Au prétexte de rapprocher les citoyens et la justice, de renforcer le lien devant exister entre la population et l’institution judiciaire, vous nous présentez un projet de loi élaboré à la hâte et sans aucune concertation, alors même que la réforme de la carte judiciaire aboutit à fermer des tribunaux et que le manque de moyens humains et matériels de la justice est patent.
Vous faites de ce texte une urgence, alors que nombre de ses aspects sont inquiétants, voire gravissimes s’agissant des dispositions concernant la justice des mineurs. Ce texte ne réglera rien, la question centrale des moyens réels dont dispose la justice n’étant pas au cœur de ce projet.
Si l’objectif principal est réellement d’ouvrir la justice sur la société, d’ouvrir les institutions judiciaires aux citoyens, pourquoi ne pas avoir pris le temps de mener une vraie concertation ? Pourquoi recourir à la procédure parlementaire accélérée qui ne permet qu’une seule lecture devant chaque assemblée ? Bref, pourquoi ne pas se donner les moyens d’une vraie réforme ?
Ce sont, en réalité, des considérations électoralistes à peine voilées qui, à moins d’un an de l’élection présidentielle, expliquent un projet de loi imprégné tant de cette défiance maintenant constante de l’exécutif à l’égard des magistrats que de la volonté de lutter contre le laxisme supposé des juges.
L’exposé des motifs ne laisse d’ailleurs guère de doute à cet égard, puisqu’il affirme que la participation des citoyens « assure que les décisions juridictionnelles ne sont pas déconnectées des évolutions de la société ». Il fait ainsi référence aux propos du Président de la République, souhaitant que le peuple puisse « donner son avis sur la sévérité de la réponse à apporter. »

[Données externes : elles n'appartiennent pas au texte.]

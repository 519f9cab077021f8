//! Request dispatcher.
//!
//! Single entry point for every client operation. The dispatcher owns the
//! session registry and decides how much of the service one request locks.
//!
//! # Locking
//!
//! - [`LockingMode::Global`]: the registry lock is held for the whole
//!   request, so every operation from every client is serialized. Any
//!   interleaving of clients is equivalent to some serial order.
//! - [`LockingMode::PerSession`]: the registry lock covers lookup, open and
//!   close only; queue operations hold just their own session's lock.
//!   Structural changes to the registry stay globally serialized.
//!
//! Lock order is always registry, then session.

use std::{sync::Mutex, time::Duration};

use bytes::Bytes;
use prioq_core::{
    CapacityPolicy, ClientId, QueueError, Request, Session,
    env::Environment,
    protocol::{ProtocolAdapter, adapter_for},
};

use crate::registry::{SessionRegistry, lock};

/// Default cap on concurrently open sessions.
pub const DEFAULT_MAX_SESSIONS: usize = 1024;

/// How much of the service a single request locks.
#[derive(Debug, Clone, Copy, PartialEq, Eq, Default)]
pub enum LockingMode {
    /// One lock serializes every operation of every client
    #[default]
    Global,
    /// Registry lock for open/close/lookup, one lock per session for queue
    /// operations
    PerSession,
}

/// Dispatcher configuration.
#[derive(Debug, Clone)]
pub struct DispatcherConfig {
    /// Whether capacity may be redeclared mid-session
    pub capacity_policy: CapacityPolicy,
    /// Lock granularity
    pub locking: LockingMode,
    /// Close sessions with no activity for this long. `None` keeps them
    /// until an explicit close.
    pub idle_timeout: Option<Duration>,
    /// Open beyond this many sessions fails with `AllocationFailure`
    pub max_sessions: usize,
}

impl Default for DispatcherConfig {
    fn default() -> Self {
        Self {
            capacity_policy: CapacityPolicy::default(),
            locking: LockingMode::default(),
            idle_timeout: None,
            max_sessions: DEFAULT_MAX_SESSIONS,
        }
    }
}

/// Lock-owning front door to the session registry.
pub struct Dispatcher<E: Environment> {
    registry: Mutex<SessionRegistry<E::Instant>>,
    config: DispatcherConfig,
    env: E,
}

impl<E: Environment> Dispatcher<E> {
    /// Create a dispatcher with an empty registry.
    pub fn new(env: E, config: DispatcherConfig) -> Self {
        Self { registry: Mutex::new(SessionRegistry::new()), config, env }
    }

    /// Active configuration.
    pub fn config(&self) -> &DispatcherConfig {
        &self.config
    }

    /// Environment used for activity timestamps.
    pub fn env(&self) -> &E {
        &self.env
    }

    /// Open a session for `client_id`.
    ///
    /// # Errors
    ///
    /// - `QueueError::AlreadyOpen` if the client already has a session
    /// - `QueueError::AllocationFailure` if `max_sessions` are already open
    pub fn open(&self, client_id: ClientId) -> Result<(), QueueError> {
        let mut registry = lock(&self.registry);

        if registry.contains(client_id) {
            tracing::debug!(client_id, "open rejected: already open");
            return Err(QueueError::AlreadyOpen);
        }
        if registry.len() >= self.config.max_sessions {
            tracing::warn!(client_id, max = self.config.max_sessions, "session limit reached");
            return Err(QueueError::AllocationFailure);
        }

        registry.open(client_id, self.config.capacity_policy, self.env.now())?;
        tracing::info!(client_id, sessions = registry.len(), "session opened");
        Ok(())
    }

    /// Close `client_id`'s session and free its queue.
    ///
    /// # Errors
    ///
    /// - `QueueError::NotOpen` if the client has no session
    pub fn close(&self, client_id: ClientId) -> Result<(), QueueError> {
        let mut registry = lock(&self.registry);

        match registry.close(client_id) {
            Ok(()) => {
                tracing::info!(client_id, sessions = registry.len(), "session closed");
                Ok(())
            },
            Err(err) => {
                tracing::debug!(client_id, "close rejected: not open");
                Err(err)
            },
        }
    }

    /// Decode `request`, run it against `client_id`'s session and encode the
    /// result.
    ///
    /// # Errors
    ///
    /// - `QueueError::NotOpen` if the client has no session
    /// - any error from decoding or from the session operation
    pub fn handle(&self, client_id: ClientId, request: &Request) -> Result<Bytes, QueueError> {
        let now = self.env.now();
        let adapter = adapter_for(request);

        match self.config.locking {
            LockingMode::Global => {
                let registry = lock(&self.registry);
                let handle = registry.find(client_id).ok_or(QueueError::NotOpen)?;
                let mut session = lock(&handle);
                execute(&mut session, adapter, request, now)
            },
            LockingMode::PerSession => {
                let handle = lock(&self.registry).find(client_id).ok_or(QueueError::NotOpen)?;
                let mut session = lock(&handle);
                execute(&mut session, adapter, request, now)
            },
        }
    }

    /// Close every session idle for at least `idle_timeout`.
    ///
    /// No-op when no idle timeout is configured. Returns the ids closed.
    pub fn expire_idle(&self) -> Vec<ClientId> {
        let Some(timeout) = self.config.idle_timeout else {
            return Vec::new();
        };

        let mut registry = lock(&self.registry);
        let expired = registry.expire_idle(self.env.now(), timeout);
        for client_id in &expired {
            tracing::info!(client_id, ?timeout, "idle session expired");
        }
        expired
    }

    /// Close every open session. Returns how many were closed.
    pub fn shutdown(&self) -> usize {
        let closed = lock(&self.registry).clear();
        tracing::info!(closed, "all sessions closed");
        closed
    }

    /// Number of open sessions.
    pub fn session_count(&self) -> usize {
        lock(&self.registry).len()
    }

    /// Whether `client_id` has an open session.
    pub fn is_open(&self, client_id: ClientId) -> bool {
        lock(&self.registry).contains(client_id)
    }
}

impl<E: Environment> std::fmt::Debug for Dispatcher<E> {
    fn fmt(&self, f: &mut std::fmt::Formatter<'_>) -> std::fmt::Result {
        f.debug_struct("Dispatcher")
            .field("config", &self.config)
            .field("session_count", &self.session_count())
            .finish()
    }
}

/// Run one request against a locked session.
fn execute<I>(
    session: &mut Session<I>,
    adapter: &dyn ProtocolAdapter,
    request: &Request,
    now: I,
) -> Result<Bytes, QueueError>
where
    I: Copy + Ord + std::ops::Sub<Output = Duration>,
{
    let client_id = session.client_id();
    session.touch(now);

    let operation = adapter.decode(session.phase(), request).inspect_err(|err| {
        tracing::debug!(client_id, %err, "request rejected by adapter");
    })?;

    let reply = session.apply(operation).inspect_err(|err| {
        if err.is_fatal() {
            tracing::warn!(client_id, ?operation, %err, "operation failed");
        } else {
            tracing::debug!(client_id, ?operation, %err, "operation rejected");
        }
    })?;

    tracing::debug!(client_id, ?operation, ?reply, phase = ?session.phase(), "operation applied");
    if operation.is_mutating()
        && let Some(queue) = session.queue()
    {
        tracing::trace!(client_id, elements = ?queue.elements(), "queue contents");
    }

    Ok(adapter.encode(&reply))
}

#[cfg(test)]
mod tests {
    use std::{
        sync::{
            Arc,
            atomic::{AtomicU64, Ordering},
        },
        time::Instant,
    };

    use prioq_proto::Command;

    use super::*;

    /// Manual clock: time only moves when a test advances it.
    #[derive(Clone)]
    struct TestEnv {
        base: Instant,
        offset_ms: Arc<AtomicU64>,
    }

    impl TestEnv {
        fn new() -> Self {
            Self { base: Instant::now(), offset_ms: Arc::new(AtomicU64::new(0)) }
        }

        fn advance(&self, by: Duration) {
            self.offset_ms.fetch_add(by.as_millis() as u64, Ordering::SeqCst);
        }
    }

    impl Environment for TestEnv {
        type Instant = Instant;

        fn now(&self) -> Instant {
            self.base + Duration::from_millis(self.offset_ms.load(Ordering::SeqCst))
        }

        fn sleep(&self, _duration: Duration) -> impl std::future::Future<Output = ()> + Send {
            async {}
        }

        fn random_bytes(&self, buffer: &mut [u8]) {
            use rand::RngCore;
            rand::thread_rng().fill_bytes(buffer);
        }
    }

    fn dispatcher(config: DispatcherConfig) -> Dispatcher<TestEnv> {
        Dispatcher::new(TestEnv::new(), config)
    }

    fn invoke(command: Command, arg: i32) -> Request {
        let arg = if command.arg_size() == 0 {
            Bytes::new()
        } else {
            Bytes::copy_from_slice(&arg.to_be_bytes())
        };
        Request::Invoke { code: command.to_u16(), arg }
    }

    fn write_word(word: i32) -> Request {
        Request::Write(Bytes::copy_from_slice(&word.to_be_bytes()))
    }

    fn as_i32(bytes: &Bytes) -> i32 {
        i32::from_be_bytes(bytes[..].try_into().unwrap())
    }

    #[test]
    fn open_twice_and_close_unknown() {
        let d = dispatcher(DispatcherConfig::default());

        d.open(1).unwrap();
        assert_eq!(d.open(1), Err(QueueError::AlreadyOpen));
        assert_eq!(d.close(2), Err(QueueError::NotOpen));
        assert_eq!(d.session_count(), 1);
    }

    #[test]
    fn requests_without_session_are_not_open() {
        let d = dispatcher(DispatcherConfig::default());
        assert_eq!(d.handle(9, &Request::Read { len: 4 }), Err(QueueError::NotOpen));
    }

    #[test]
    fn session_limit_reports_allocation_failure() {
        let d = dispatcher(DispatcherConfig { max_sessions: 2, ..Default::default() });

        d.open(1).unwrap();
        d.open(2).unwrap();
        assert_eq!(d.open(3), Err(QueueError::AllocationFailure));

        d.close(1).unwrap();
        d.open(3).unwrap();
    }

    #[test]
    fn streaming_session_in_both_locking_modes() {
        for locking in [LockingMode::Global, LockingMode::PerSession] {
            let d = dispatcher(DispatcherConfig { locking, ..Default::default() });
            d.open(1).unwrap();

            d.handle(1, &Request::Write(Bytes::from_static(&[5]))).unwrap();
            for (value, priority) in [(0, 5), (1, 2), (-2, 9), (3, 2), (4, 3)] {
                d.handle(1, &write_word(value)).unwrap();
                d.handle(1, &write_word(priority)).unwrap();
            }

            let drained: Vec<i32> =
                (0..5).map(|_| as_i32(&d.handle(1, &Request::Read { len: 4 }).unwrap())).collect();
            assert_eq!(drained, vec![1, 3, 4, 0, -2]);
            assert_eq!(d.handle(1, &Request::Read { len: 4 }), Err(QueueError::QueueEmpty));
        }
    }

    #[test]
    fn command_session_reports_info_and_max() {
        let d = dispatcher(DispatcherConfig::default());
        d.open(1).unwrap();

        assert_eq!(d.handle(1, &invoke(Command::GetInfo, 0)), Err(QueueError::NotInitialized));
        d.handle(1, &invoke(Command::SetCapacity, 5)).unwrap();
        for (value, priority) in [(0, 5), (1, 2), (-2, 9)] {
            d.handle(1, &invoke(Command::InsertValue, value)).unwrap();
            d.handle(1, &invoke(Command::InsertPriority, priority)).unwrap();
        }

        let info = d.handle(1, &invoke(Command::GetInfo, 0)).unwrap();
        assert_eq!(&info[..], &[0, 0, 0, 3, 0, 0, 0, 5]);

        let max = d.handle(1, &invoke(Command::GetMax, 0)).unwrap();
        assert_eq!(as_i32(&max), -2);
    }

    #[test]
    fn sessions_are_isolated() {
        let d = dispatcher(DispatcherConfig::default());
        d.open(1).unwrap();
        d.open(2).unwrap();

        d.handle(1, &invoke(Command::SetCapacity, 2)).unwrap();
        d.handle(1, &invoke(Command::InsertValue, 10)).unwrap();
        d.handle(1, &invoke(Command::InsertPriority, 1)).unwrap();

        assert_eq!(d.handle(2, &invoke(Command::GetMin, 0)), Err(QueueError::NotInitialized));
        d.handle(2, &invoke(Command::SetCapacity, 2)).unwrap();
        assert_eq!(d.handle(2, &invoke(Command::GetMin, 0)), Err(QueueError::QueueEmpty));

        assert_eq!(as_i32(&d.handle(1, &invoke(Command::GetMin, 0)).unwrap()), 10);
    }

    #[test]
    fn once_policy_is_enforced_through_dispatcher() {
        let d = dispatcher(DispatcherConfig {
            capacity_policy: CapacityPolicy::Once,
            ..Default::default()
        });
        d.open(1).unwrap();

        d.handle(1, &invoke(Command::SetCapacity, 3)).unwrap();
        assert_eq!(d.handle(1, &invoke(Command::SetCapacity, 4)), Err(QueueError::WrongPhase));
    }

    #[test]
    fn idle_sessions_expire_after_timeout() {
        let d = dispatcher(DispatcherConfig {
            idle_timeout: Some(Duration::from_secs(60)),
            ..Default::default()
        });
        d.open(1).unwrap();
        d.open(2).unwrap();

        d.env().advance(Duration::from_secs(45));
        d.handle(2, &invoke(Command::SetCapacity, 1)).unwrap();
        assert!(d.expire_idle().is_empty());

        d.env().advance(Duration::from_secs(20));
        assert_eq!(d.expire_idle(), vec![1]);
        assert!(!d.is_open(1));
        assert!(d.is_open(2));
    }

    #[test]
    fn rejected_requests_still_count_as_activity() {
        let d = dispatcher(DispatcherConfig {
            idle_timeout: Some(Duration::from_secs(10)),
            ..Default::default()
        });
        d.open(1).unwrap();

        d.env().advance(Duration::from_secs(8));
        assert_eq!(d.handle(1, &Request::Read { len: 4 }), Err(QueueError::NotInitialized));

        d.env().advance(Duration::from_secs(8));
        assert!(d.expire_idle().is_empty());
    }

    #[test]
    fn without_timeout_nothing_expires() {
        let d = dispatcher(DispatcherConfig::default());
        d.open(1).unwrap();

        d.env().advance(Duration::from_secs(86_400));
        assert!(d.expire_idle().is_empty());
        assert!(d.is_open(1));
    }

    #[test]
    fn shutdown_closes_all_sessions() {
        let d = dispatcher(DispatcherConfig::default());
        for id in 0..3 {
            d.open(id).unwrap();
        }

        assert_eq!(d.shutdown(), 3);
        assert_eq!(d.session_count(), 0);
        assert_eq!(d.close(0), Err(QueueError::NotOpen));
    }
}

Dans le cadre de notre discussion générale, et au nom des députés communistes, républicains, citoyens et du Parti de gauche, je souhaite plus particulièrement mettre l’accent sur quelques remarques sur chacun des trois volets du texte : participation de citoyens assesseurs en correctionnelle et à l’application des peines, nouvelle réforme des dispositions relatives au jugement des crimes, réforme de la justice des mineurs. Autant de modifications qui ne résoudront aucun des problèmes actuels de la justice, mais risquent au contraire de les aggraver.
Concernant d’abord la création des citoyens assesseurs, l’objectif de la participation de nos concitoyens, pour enrichir le débat judiciaire et leur permettre d’en avoir une meilleure compréhension, ne pourrait qu’être louable si les modalités de cette création le permettaient vraiment.

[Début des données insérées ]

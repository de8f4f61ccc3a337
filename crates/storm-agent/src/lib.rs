//! An out-of-the-box research agent that assembles the web tools, external
//! tool servers and the Anthropic model provider.
//!
//! The crate includes a CLI tool for using in the terminal. And you can also
//! use it as a library to bring agent functionality into your own host apps.

#![deny(missing_docs)]

#[macro_use]
extern crate tracing;

mod session;
pub mod tools;

pub use session::{Session, SessionBuilder};

/// Re-exports of [`storm_agent_core`] crate.
pub mod core {
    pub use storm_agent_core::*;
}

Mais ce n’est pas le cas, et le premier problème est celui des critères du recours aux citoyens assesseurs pour le jugement des délits, puisque le choix est fait de ne les associer que pour les affaires qui « portent atteinte quotidiennement à la sécurité et à la tranquillité de la population ».
Sont donc exclues, malgré les lourdes peines qu’elles font encourir à leurs auteurs, les infractions relevant du domaine économique et financier ou de la délinquance organisée.

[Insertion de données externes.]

use std::fmt::Write as _;
use std::time::Duration;

use reqwest::{Client, Url, header};
use schemars::{JsonSchema, schema_for};
use serde::Deserialize;
use serde_json::Value;
use storm_agent_core::tool::{Error as ToolError, Tool, ToolOutcome};

use super::{request_error, status_error};

const ENDPOINT: &str = "https://api.search.brave.com/res/v1/web/search";
const REQUEST_TIMEOUT: Duration = Duration::from_secs(15);
const DEFAULT_COUNT: u32 = 5;
const MAX_COUNT: u32 = 20;
const MAX_NEWS_RESULTS: usize = 2;

#[derive(Deserialize, JsonSchema)]
pub struct WebSearchParameters {
    #[schemars(description = "The search query to find information about.")]
    query: String,
    #[schemars(
        description = "Number of results to return, default to 5.",
        range(min = 1, max = 20)
    )]
    count: Option<u32>,
    #[schemars(description = "Number of results to skip, default to 0.")]
    offset: Option<u32>,
    #[schemars(
        description = "Country code for localized results (e.g. `US`, `GB`), default to `US`."
    )]
    country: Option<String>,
}

#[derive(Debug, Default, Deserialize)]
struct SearchResponse {
    #[serde(default)]
    web: Option<ResultList>,
    #[serde(default)]
    news: Option<ResultList>,
}

#[derive(Debug, Default, Deserialize)]
struct ResultList {
    #[serde(default)]
    results: Vec<SearchResult>,
}

#[derive(Debug, Deserialize)]
struct SearchResult {
    #[serde(default)]
    title: String,
    #[serde(default)]
    url: String,
    #[serde(default)]
    description: String,
    #[serde(default)]
    age: Option<String>,
}

/// A tool for searching the web with the Brave Search API.
pub struct WebSearchTool {
    client: Client,
    api_key: String,
    endpoint: String,
    parameter_schema: Value,
}

impl WebSearchTool {
    /// Creates a new web search tool with a Brave Search API key.
    #[inline]
    pub fn new<S: Into<String>>(api_key: S) -> Self {
        WebSearchTool {
            client: Client::new(),
            api_key: api_key.into(),
            endpoint: ENDPOINT.to_owned(),
            parameter_schema: schema_for!(WebSearchParameters).to_value(),
        }
    }

    /// Sends the searches to another endpoint.
    #[inline]
    pub fn with_endpoint<S: Into<String>>(mut self, endpoint: S) -> Self {
        self.endpoint = endpoint.into();
        self
    }
}

impl Tool for WebSearchTool {
    type Input = WebSearchParameters;

    fn name(&self) -> &str {
        "web_search"
    }

    fn description(&self) -> &str {
        r#"
Searches the web for current information.
Returns recent results with titles, snippets and URLs. Use `extract_content` afterwards to read a page in full."#
    }

    fn parameter_schema(&self) -> &Value {
        &self.parameter_schema
    }

    #[allow(clippy::manual_async_fn)]
    fn execute(
        &self,
        input: WebSearchParameters,
    ) -> impl Future<Output = ToolOutcome> + Send + 'static {
        let client = self.client.clone();
        let api_key = self.api_key.clone();
        let endpoint = self.endpoint.clone();
        async move {
            let count = input.count.unwrap_or(DEFAULT_COUNT).clamp(1, MAX_COUNT);
            let url = search_url(&endpoint, &input, count)?;
            debug!("searching for {:?}", input.query);

            let resp = client
                .get(url)
                .header(header::ACCEPT, "application/json")
                .header("X-Subscription-Token", api_key)
                .timeout(REQUEST_TIMEOUT)
                .send()
                .await
                .map_err(|err| request_error("Brave Search", err))?;
            let status = resp.status();
            if !status.is_success() {
                return Err(status_error(
                    "Brave Search",
                    "BRAVE_SEARCH_API_KEY",
                    status,
                ));
            }

            let body: SearchResponse = resp
                .json()
                .await
                .map_err(|err| request_error("Brave Search", err))?;
            Ok(format_results(&input.query, body, count as usize))
        }
    }
}

fn search_url(
    endpoint: &str,
    input: &WebSearchParameters,
    count: u32,
) -> Result<Url, ToolError> {
    let query = input.query.trim();
    if query.is_empty() {
        return Err(ToolError::invalid_input().with_reason("`query` must not be empty"));
    }

    let count = count.to_string();
    let offset = input.offset.unwrap_or(0).to_string();
    let country = input.country.as_deref().unwrap_or("US");
    let mut params = vec![
        ("q", query),
        ("count", count.as_str()),
        ("country", country),
        ("search_lang", "en"),
    ];
    if input.offset.unwrap_or(0) > 0 {
        params.push(("offset", offset.as_str()));
    }
    Url::parse_with_params(endpoint, &params).map_err(|err| {
        ToolError::execution_error().with_reason(format!("invalid search endpoint: {err}"))
    })
}

fn format_results(query: &str, body: SearchResponse, count: usize) -> String {
    let web = body.web.unwrap_or_default().results;
    let news = body.news.unwrap_or_default().results;

    let web_results = web.into_iter().take(count).map(|r| ("web", r));
    let news_limit = MAX_NEWS_RESULTS.min(count.saturating_sub(web_results.len()));
    let results: Vec<_> = web_results
        .chain(news.into_iter().take(news_limit).map(|r| ("news", r)))
        .collect();

    if results.is_empty() {
        return format!("No results found for: {query}");
    }

    let mut output = format!("Search results for: {query}\n\n");
    for (i, (kind, result)) in results.iter().enumerate() {
        let _ = writeln!(output, "{}. [{kind}] {}", i + 1, result.title);
        if !result.description.is_empty() {
            let _ = writeln!(output, "   {}", result.description);
        }
        let _ = writeln!(output, "   URL: {}", result.url);
        if let Some(age) = result.age.as_deref().filter(|a| !a.is_empty()) {
            let _ = writeln!(output, "   Published: {age}");
        }
        output.push('\n');
    }
    output
}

Ces critères sont éminemment contestables, car cela revient à considérer que les juges doivent être encadrés et soumis à la pression populaire pour sanctionner les vols et les agressions, mais pas pour les délits économiques et financiers, pour lesquels, ces dernières années, se multiplient d’ailleurs les tentatives de dépénalisation ou de réduction du délai de prescription.
Il en résulte deux catégories de juridictions correctionnelles : celles comportant des citoyens assesseurs, et celles composées des seuls magistrats ; et donc une justice à deux vitesses en correctionnelle.
Les délits seront ainsi jugés par des formations différentes en fonction de la nature des faits et non du quantum de la peine encourue, ce qui pose assurément la question du respect du principe d’égalité des citoyens devant la loi.
Autre conséquence du recours aux citoyens assesseurs : une procédure plus lourde, plus lente, et qui va dégrader les conditions du jugement, en raison de l’oralité nécessaire des débats, pour que le citoyen assesseur comprenne la réalité des faits et les problèmes juridiques posés. Pendant le délibéré, il sera nécessaire de lui fournir davantage d’informations sur les points techniques afin qu’il puisse prendre sa décision en toute connaissance de cause. Au final, le temps ainsi passé conduira immanquablement à une réduction du nombre de dossiers traités par audience, et donc au ralentissement de la durée de traitement des affaires.
La réforme va ainsi au moins doubler le nombre d’audiences pénales, et pour reprendre les termes utilisés par le président de l’Union syndicale des magistrats : « Elle risque de faire exploser le système judiciaire. C’est une folie et tout le monde le sait ».
S’agissant de l’introduction de citoyens assesseurs pour l’application des peines, le projet de loi prévoit qu’ils siégeront aux côtés des magistrats du tribunal d’application des peines et des chambres d’application des peines pour toutes les décisions relatives notamment à la libération conditionnelle ou au relèvement de la période de sûreté, dès lors que la peine est supérieure à cinq ans d’emprisonnement. À vrai dire, l’intérêt de cette innovation est difficilement perceptible car la société civile est déjà représentée à la chambre de l’application des peines en appel, sa composition étant désormais élargie, en plus des trois magistrats professionnels, à deux personnes : un responsable d’une association d’aide aux victimes et un responsable d’une association de réinsertion des condamnés.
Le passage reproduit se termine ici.